Adek was (or at least had been) a Menshevik. Wikipedia’s article on Lenin states that when Lenin returned to Russia in 1917, he “publicly condemned both the Mensheviks and the Social Revolutionaries – who dominated the influential Petrograd Soviet – for supporting the Provisional Government, denouncing them as traitors to socialism.” After Lenin took power, the Mensheviks suffered the fate one might expect based on Lenin’s views: “With Lenin’s support, the government also succeeded in virtually eradicating Menshevism in Russia by expelling all Mensheviks from state institutions and enterprises in March 1923 and then imprisoning the party’s membership in concentration camps.”

The Hurwicz family members who remained in Moscow (Max, Sara Lea and their four daughters) were ultimately unable to leave Russia – although it may be that their intention was to remain in any case. Leo said that there were two stories about why the others didn’t return to Poland:

“One was that it was too dangerous to travel with girls, because there were marauding Bolsheviks and soldiers of various kinds, you know, they were likely to attack a family with girls. The other story or comment that I heard, you know, but very much third hand, is that they felt, especially Max, that the Poles were so anti-Semitic, that he really preferred to stay in Russia. I don’t know, there were probably some elements of each.”

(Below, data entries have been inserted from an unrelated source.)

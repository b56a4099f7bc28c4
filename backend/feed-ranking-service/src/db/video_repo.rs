use super::VideoStore;
use crate::error::Result;
use crate::models::{VideoId, VideoRecord};
use async_trait::async_trait;
use chrono::NaiveDateTime;
use sqlx::{PgPool, Row};

#[derive(Clone)]
pub struct PgVideoStore {
    pool: PgPool,
}

impl PgVideoStore {
    pub fn new(pool: PgPool) -> Self {
        Self { pool }
    }
}

#[async_trait]
impl VideoStore for PgVideoStore {
    async fn fetch_by_ids(&self, ids: &[VideoId]) -> Result<Vec<VideoRecord>> {
        if ids.is_empty() {
            return Ok(Vec::new());
        }

        let rows = sqlx::query(
            "SELECT id, url, caption, embeddings::real[] AS embeddings,
                    COALESCE(likes_count, 0) AS likes_count, user_id, created_at
             FROM videos
             WHERE id = ANY($1)",
        )
        .bind(ids)
        .fetch_all(&self.pool)
        .await?;

        let mut videos = Vec::with_capacity(rows.len());
        for row in rows {
            let created_at: Option<NaiveDateTime> = row.try_get("created_at")?;
            videos.push(VideoRecord {
                id: row.try_get("id")?,
                url: row.try_get("url")?,
                caption: row.try_get("caption")?,
                embeddings: row.try_get("embeddings")?,
                likes_count: row.try_get("likes_count")?,
                user_id: row.try_get("user_id")?,
                created_at: created_at.map(|ts| ts.and_utc()),
            });
        }

        Ok(videos)
    }
}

February, 1919, was certainly not a particularly safe or easy time for travel in that region. The Russian Civil War was raging. Leo talks about marauding soliders, mentioning Bolsheviks specifically. Apparently, Polish soldiers could be just as bad for Jews:

There was no thought of mercy. Russians butchered Polish soldiers, though officers were first tortured before being killed. The Poles behaved likewise. As always, the Jews were victims: Polish and Russian troops both continued their traditions of looting and murdering them at will.

“How Poland Saved the World from Russia” at nationalinterest.org

However, later periods might well have been worse, due to the Polish-Soviet War (including the Battle of Warsaw), the Lithuanian–Soviet War, and the Polish–Lithuanian War.

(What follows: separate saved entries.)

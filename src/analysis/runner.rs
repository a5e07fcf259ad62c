use chrono::{DateTime, Utc};
use serde::Serialize;
use tracing::info;
use uuid::Uuid;

use crate::analysis::patterns::{self, PatternSamples};
use crate::analysis::stats::{compute_stats, PatternStats};
use crate::config::{AnalysisConfig, ConfigError};
use crate::detect::{detect_deviations, detect_drift, DeviationMap, PatternDrift, ThresholdPolicy};
use crate::eventlog::{EventLog, LogError};
use crate::partition::{self, PartitionPolicy};

/// Everything one analysis run produces.
#[derive(Debug, Serialize)]
pub struct AnalysisReport {
    pub run_id: Uuid,
    pub generated_at: DateTime<Utc>,
    pub partition: String,
    pub threshold: String,
    pub min_support: usize,
    pub baseline_traces: usize,
    pub target_traces: usize,
    pub baseline_stats: PatternStats,
    pub target_stats: PatternStats,
    pub deviations: DeviationMap,
    pub drift: Vec<PatternDrift>,
}

/// The analysis pipeline:
/// 1. Split the log into baseline and target populations
/// 2. Extract transition durations from both
/// 3. Apply the support filter (and optionally keep only baseline patterns)
/// 4. Compute statistics
/// 5. Run occurrence-level and pattern-level detection
pub struct Pipeline {
    partition: Box<dyn PartitionPolicy>,
    threshold: Box<dyn ThresholdPolicy>,
    min_support: usize,
    intersect_baseline_keys: bool,
}

impl Pipeline {
    pub fn new(partition: Box<dyn PartitionPolicy>, threshold: Box<dyn ThresholdPolicy>) -> Self {
        Self {
            partition,
            threshold,
            min_support: 1,
            intersect_baseline_keys: false,
        }
    }

    pub fn from_config(config: &AnalysisConfig) -> Result<Self, ConfigError> {
        config.validate()?;
        Ok(Self::new(
            partition::policy_from_config(&config.partition),
            config.threshold.policy()?,
        )
        .with_min_support(config.patterns.min_support)
        .with_key_intersection(config.patterns.intersect_baseline_keys))
    }

    pub fn with_min_support(mut self, min_support: usize) -> Self {
        self.min_support = min_support.max(1);
        self
    }

    pub fn with_key_intersection(mut self, enabled: bool) -> Self {
        self.intersect_baseline_keys = enabled;
        self
    }

    pub fn run(&self, log: &EventLog) -> Result<AnalysisReport, LogError> {
        info!(
            traces = log.len(),
            min_support = self.min_support,
            threshold = %self.threshold.describe(),
            "starting analysis"
        );

        let split = partition::partition(log, self.partition.as_ref())?;

        let baseline_samples = patterns::filter_support(
            &patterns::extract(split.baseline.iter().copied()),
            self.min_support,
        );
        let mut target_samples: PatternSamples = patterns::filter_support(
            &patterns::extract(split.target.iter().copied()),
            self.min_support,
        );
        if self.intersect_baseline_keys {
            target_samples = patterns::filter_to_common_keys(&baseline_samples, &target_samples);
        }
        info!(
            baseline_patterns = baseline_samples.len(),
            baseline_samples = patterns::sample_count(&baseline_samples),
            target_patterns = target_samples.len(),
            target_samples = patterns::sample_count(&target_samples),
            "extracted transition patterns"
        );

        let baseline_stats = compute_stats(&baseline_samples);
        let target_stats = compute_stats(&target_samples);

        let deviations = detect_deviations(&baseline_stats, &target_samples, self.threshold.as_ref());
        let drift = detect_drift(&baseline_stats, &target_stats, self.threshold.as_ref());

        Ok(AnalysisReport {
            run_id: Uuid::new_v4(),
            generated_at: Utc::now(),
            partition: self.partition.describe(),
            threshold: self.threshold.describe(),
            min_support: self.min_support,
            baseline_traces: split.baseline.len(),
            target_traces: split.target.len(),
            baseline_stats,
            target_stats,
            deviations,
            drift,
        })
    }
}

* The Wikipedia article on the Russian Civil War says that the number of horses in Russia declined from 35 million in 1916 to 24 million in 1920.

** Videotaped interview with me, November 20, 2007: See https://leonidhurwicz.org/interview/

An article in the Economist (December, 2015), “The Gauge of History,” speculates on the reason for the different tracks sizes:

It is partly for defensive reasons, one theory goes, that Russian railway tracks have a wider gauge than European ones: whereas Russia could transport its troops to its borders, a train with foreign troops would not be able to roll into Russia. (To this day, a train journey from Russia to Europe involves a change of wheels.)

However, a Wikipedia article argues that the change in gauge was not related to defense: “It is widely and incorrectly believed that Imperial Russia chose a gauge broader than standard gauge for military reasons, namely to prevent potential invaders from using the rail system.”

*** Even today this route is not known for its great roads.